● Aim of the task: Below are records; copy every line in them that holds the word "OrderRequest".

[Collected data entries]
----------
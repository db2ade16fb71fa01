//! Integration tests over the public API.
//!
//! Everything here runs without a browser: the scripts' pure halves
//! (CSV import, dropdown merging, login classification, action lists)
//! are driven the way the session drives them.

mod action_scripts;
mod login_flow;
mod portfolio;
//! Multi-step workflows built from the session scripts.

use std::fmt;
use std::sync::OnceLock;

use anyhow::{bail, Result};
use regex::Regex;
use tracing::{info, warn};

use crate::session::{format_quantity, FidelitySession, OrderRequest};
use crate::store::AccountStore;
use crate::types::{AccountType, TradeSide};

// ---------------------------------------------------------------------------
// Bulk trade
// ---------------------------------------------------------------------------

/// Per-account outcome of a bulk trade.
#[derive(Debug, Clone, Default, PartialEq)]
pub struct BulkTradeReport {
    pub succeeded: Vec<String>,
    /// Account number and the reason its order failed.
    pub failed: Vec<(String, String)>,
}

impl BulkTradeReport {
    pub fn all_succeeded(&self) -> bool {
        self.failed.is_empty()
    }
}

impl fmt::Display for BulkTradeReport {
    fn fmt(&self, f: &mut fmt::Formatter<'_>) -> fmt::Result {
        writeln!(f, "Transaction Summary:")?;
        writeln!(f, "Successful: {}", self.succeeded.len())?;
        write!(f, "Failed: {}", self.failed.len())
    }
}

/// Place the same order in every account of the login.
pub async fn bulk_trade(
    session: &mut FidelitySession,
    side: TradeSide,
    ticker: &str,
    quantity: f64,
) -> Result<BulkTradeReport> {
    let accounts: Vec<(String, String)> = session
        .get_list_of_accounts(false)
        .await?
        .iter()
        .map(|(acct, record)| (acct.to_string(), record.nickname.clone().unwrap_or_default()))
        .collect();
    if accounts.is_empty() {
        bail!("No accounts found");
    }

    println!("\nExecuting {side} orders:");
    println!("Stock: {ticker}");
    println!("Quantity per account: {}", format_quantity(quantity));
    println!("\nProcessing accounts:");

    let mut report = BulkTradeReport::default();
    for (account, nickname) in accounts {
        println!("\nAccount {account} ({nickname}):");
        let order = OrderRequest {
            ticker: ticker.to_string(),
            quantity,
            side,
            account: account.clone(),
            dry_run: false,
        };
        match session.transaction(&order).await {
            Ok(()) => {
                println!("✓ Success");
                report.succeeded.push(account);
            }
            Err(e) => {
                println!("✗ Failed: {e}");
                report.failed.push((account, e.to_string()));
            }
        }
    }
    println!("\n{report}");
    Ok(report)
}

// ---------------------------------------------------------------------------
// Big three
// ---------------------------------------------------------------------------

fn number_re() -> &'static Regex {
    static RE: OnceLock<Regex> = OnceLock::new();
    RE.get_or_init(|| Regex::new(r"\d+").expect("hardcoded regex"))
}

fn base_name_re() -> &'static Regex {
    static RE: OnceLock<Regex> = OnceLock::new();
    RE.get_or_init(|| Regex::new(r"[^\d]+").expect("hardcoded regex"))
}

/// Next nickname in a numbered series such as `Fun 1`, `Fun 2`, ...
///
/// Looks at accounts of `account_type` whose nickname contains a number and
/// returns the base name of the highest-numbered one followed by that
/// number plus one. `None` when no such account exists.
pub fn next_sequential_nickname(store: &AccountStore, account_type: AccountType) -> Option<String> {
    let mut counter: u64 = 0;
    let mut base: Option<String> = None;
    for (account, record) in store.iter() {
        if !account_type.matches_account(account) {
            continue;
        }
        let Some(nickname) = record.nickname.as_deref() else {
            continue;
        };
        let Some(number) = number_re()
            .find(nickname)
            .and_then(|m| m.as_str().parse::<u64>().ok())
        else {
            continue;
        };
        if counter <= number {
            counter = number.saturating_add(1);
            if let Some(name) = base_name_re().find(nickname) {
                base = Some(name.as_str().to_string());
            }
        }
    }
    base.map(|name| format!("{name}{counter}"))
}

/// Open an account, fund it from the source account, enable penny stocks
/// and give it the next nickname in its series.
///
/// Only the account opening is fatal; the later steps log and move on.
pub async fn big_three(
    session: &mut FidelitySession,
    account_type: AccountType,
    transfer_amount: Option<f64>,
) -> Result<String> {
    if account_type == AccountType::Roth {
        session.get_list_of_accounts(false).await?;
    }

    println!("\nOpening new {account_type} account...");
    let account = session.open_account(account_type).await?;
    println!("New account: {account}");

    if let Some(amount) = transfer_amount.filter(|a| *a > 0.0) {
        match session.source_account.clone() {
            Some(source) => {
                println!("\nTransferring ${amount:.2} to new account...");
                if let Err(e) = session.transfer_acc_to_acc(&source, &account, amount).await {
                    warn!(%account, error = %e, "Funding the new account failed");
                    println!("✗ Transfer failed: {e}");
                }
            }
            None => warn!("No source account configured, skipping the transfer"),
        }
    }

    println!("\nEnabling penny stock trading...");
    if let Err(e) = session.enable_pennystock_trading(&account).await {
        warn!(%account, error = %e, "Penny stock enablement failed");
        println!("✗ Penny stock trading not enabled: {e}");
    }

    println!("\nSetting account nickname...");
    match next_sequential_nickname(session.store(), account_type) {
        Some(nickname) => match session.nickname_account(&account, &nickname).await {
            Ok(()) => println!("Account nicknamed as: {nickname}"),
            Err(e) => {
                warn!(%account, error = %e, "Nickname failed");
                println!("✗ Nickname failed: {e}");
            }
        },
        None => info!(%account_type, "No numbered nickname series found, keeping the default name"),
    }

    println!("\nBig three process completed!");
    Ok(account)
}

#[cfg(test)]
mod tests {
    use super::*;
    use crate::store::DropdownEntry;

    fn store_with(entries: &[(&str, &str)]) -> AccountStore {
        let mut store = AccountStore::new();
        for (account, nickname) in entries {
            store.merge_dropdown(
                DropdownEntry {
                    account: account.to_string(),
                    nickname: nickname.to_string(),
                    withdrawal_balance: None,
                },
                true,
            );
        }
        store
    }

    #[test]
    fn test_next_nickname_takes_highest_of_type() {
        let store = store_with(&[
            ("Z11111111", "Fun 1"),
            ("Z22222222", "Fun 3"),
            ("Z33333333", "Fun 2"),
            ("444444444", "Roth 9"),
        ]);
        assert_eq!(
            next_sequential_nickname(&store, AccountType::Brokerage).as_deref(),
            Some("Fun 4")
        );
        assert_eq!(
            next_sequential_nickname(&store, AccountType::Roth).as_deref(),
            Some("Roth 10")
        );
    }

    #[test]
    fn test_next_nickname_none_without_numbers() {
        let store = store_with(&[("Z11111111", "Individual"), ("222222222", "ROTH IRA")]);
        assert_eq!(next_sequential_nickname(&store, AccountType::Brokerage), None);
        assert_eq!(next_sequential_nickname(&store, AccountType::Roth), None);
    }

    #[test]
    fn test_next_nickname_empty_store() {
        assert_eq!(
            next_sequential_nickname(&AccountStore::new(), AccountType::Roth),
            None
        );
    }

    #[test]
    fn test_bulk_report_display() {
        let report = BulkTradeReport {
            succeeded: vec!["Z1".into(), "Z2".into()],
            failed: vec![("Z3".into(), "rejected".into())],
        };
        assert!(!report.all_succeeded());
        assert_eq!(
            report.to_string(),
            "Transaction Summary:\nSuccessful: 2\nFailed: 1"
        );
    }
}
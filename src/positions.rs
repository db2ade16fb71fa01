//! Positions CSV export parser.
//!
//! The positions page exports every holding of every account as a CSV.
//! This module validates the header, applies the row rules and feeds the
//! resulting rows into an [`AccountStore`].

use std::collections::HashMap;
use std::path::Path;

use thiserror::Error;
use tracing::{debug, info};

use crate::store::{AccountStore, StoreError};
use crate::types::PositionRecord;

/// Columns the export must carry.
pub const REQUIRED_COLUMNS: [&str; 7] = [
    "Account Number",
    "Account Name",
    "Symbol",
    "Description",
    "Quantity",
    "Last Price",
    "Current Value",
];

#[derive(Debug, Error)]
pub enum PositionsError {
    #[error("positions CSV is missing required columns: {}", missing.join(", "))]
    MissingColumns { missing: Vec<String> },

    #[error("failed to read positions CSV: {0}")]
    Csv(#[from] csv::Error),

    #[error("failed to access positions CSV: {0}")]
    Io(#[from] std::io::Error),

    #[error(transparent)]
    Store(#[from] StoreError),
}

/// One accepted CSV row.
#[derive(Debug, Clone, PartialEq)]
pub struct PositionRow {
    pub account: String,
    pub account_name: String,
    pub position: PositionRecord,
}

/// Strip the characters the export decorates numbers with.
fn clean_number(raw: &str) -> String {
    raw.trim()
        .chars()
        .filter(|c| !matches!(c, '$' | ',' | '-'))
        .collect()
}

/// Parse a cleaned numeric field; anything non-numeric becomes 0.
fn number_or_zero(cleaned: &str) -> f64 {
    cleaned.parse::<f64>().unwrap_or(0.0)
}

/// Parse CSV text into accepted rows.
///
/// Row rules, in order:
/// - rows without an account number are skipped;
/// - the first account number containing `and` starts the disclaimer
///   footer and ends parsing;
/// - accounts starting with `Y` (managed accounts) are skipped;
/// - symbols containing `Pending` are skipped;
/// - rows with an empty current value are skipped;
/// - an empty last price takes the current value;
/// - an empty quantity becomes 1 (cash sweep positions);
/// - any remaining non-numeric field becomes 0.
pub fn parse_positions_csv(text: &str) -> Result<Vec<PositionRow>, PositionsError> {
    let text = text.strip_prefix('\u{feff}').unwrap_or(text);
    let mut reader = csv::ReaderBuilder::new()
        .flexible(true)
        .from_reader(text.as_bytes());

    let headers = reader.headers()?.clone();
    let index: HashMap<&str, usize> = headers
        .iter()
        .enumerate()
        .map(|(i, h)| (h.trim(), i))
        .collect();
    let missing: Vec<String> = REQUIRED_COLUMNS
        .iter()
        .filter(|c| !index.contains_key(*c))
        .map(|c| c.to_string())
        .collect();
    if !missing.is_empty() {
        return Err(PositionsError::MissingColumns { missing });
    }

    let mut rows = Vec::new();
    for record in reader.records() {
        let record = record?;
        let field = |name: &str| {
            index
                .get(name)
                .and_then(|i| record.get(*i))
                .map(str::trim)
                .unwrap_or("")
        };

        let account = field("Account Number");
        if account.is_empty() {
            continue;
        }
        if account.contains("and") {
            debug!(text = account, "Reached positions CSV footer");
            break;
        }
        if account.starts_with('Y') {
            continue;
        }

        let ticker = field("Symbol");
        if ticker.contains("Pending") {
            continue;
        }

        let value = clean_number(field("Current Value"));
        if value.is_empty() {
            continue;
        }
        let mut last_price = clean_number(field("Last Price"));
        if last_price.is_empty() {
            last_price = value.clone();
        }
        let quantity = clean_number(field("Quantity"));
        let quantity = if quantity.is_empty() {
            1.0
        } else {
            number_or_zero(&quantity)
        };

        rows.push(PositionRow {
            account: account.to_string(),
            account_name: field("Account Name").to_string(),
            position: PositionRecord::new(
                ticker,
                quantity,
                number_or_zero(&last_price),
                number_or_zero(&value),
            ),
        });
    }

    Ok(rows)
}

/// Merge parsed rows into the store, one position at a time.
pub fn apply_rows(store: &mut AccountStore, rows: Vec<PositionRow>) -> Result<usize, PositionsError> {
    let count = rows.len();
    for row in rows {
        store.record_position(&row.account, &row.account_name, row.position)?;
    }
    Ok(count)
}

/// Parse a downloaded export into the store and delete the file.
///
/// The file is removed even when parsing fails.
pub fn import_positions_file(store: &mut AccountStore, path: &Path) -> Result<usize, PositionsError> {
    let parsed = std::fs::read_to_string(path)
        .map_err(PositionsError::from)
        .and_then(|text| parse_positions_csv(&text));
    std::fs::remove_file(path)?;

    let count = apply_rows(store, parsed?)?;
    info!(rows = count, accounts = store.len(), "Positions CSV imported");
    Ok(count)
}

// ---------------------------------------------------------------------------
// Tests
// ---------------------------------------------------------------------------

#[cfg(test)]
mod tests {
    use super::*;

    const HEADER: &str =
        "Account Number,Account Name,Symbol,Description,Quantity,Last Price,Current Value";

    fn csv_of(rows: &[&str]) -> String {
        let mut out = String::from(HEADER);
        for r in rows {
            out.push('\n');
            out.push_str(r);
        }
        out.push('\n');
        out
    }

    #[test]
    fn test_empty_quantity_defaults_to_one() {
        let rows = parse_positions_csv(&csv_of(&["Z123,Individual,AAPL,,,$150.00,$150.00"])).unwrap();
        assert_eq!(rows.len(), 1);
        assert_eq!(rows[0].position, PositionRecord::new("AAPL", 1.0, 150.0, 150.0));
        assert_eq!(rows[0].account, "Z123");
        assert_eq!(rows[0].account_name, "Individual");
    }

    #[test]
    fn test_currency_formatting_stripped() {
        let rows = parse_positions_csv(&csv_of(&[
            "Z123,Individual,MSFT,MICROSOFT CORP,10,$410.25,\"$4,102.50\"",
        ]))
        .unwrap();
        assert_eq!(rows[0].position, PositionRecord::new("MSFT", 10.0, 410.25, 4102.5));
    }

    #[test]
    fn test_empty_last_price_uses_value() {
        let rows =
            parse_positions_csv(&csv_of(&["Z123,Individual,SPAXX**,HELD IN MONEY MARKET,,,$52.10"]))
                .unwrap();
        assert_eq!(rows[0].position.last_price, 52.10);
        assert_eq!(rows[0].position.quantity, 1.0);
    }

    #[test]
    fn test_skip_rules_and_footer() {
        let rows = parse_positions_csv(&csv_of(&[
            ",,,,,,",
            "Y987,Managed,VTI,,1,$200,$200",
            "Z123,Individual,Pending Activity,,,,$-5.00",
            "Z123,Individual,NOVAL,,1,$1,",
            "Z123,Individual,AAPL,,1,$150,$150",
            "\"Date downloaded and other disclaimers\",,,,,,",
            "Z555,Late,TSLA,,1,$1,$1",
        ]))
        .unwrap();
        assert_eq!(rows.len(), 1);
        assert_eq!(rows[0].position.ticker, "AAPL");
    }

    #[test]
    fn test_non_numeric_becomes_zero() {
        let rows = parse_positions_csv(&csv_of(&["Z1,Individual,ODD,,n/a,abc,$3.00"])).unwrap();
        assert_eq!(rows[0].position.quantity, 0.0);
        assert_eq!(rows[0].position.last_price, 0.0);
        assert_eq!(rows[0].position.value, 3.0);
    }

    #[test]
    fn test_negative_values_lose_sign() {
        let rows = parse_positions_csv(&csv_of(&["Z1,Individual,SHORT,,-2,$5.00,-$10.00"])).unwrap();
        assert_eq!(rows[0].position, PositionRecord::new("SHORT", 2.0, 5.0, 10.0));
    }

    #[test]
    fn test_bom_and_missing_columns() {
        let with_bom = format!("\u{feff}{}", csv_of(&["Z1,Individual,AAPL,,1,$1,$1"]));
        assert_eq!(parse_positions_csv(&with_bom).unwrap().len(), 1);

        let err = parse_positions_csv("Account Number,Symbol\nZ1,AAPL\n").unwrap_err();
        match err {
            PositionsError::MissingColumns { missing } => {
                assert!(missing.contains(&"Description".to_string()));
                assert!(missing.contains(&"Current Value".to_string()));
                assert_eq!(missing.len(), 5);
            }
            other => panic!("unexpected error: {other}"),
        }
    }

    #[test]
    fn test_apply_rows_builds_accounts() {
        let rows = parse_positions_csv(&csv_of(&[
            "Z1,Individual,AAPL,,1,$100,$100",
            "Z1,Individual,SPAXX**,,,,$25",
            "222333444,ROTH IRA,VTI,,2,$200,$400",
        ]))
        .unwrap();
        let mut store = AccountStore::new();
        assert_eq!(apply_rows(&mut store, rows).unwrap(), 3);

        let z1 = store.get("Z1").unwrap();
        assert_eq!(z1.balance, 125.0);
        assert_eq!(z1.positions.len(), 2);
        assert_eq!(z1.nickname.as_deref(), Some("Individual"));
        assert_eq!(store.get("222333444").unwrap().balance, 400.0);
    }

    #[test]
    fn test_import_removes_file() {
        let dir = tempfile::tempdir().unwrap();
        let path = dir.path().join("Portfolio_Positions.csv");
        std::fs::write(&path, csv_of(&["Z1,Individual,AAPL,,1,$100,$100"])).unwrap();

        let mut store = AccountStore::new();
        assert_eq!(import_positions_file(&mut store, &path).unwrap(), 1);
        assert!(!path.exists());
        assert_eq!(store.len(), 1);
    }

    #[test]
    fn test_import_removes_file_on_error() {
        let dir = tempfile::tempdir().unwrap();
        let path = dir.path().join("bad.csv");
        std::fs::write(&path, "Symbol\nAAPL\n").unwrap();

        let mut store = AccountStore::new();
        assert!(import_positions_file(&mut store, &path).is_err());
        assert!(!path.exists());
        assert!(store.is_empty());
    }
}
----------
● Result for this exercise:
use crate::session::{format_quantity, FidelitySession, OrderRequest};
        let order = OrderRequest {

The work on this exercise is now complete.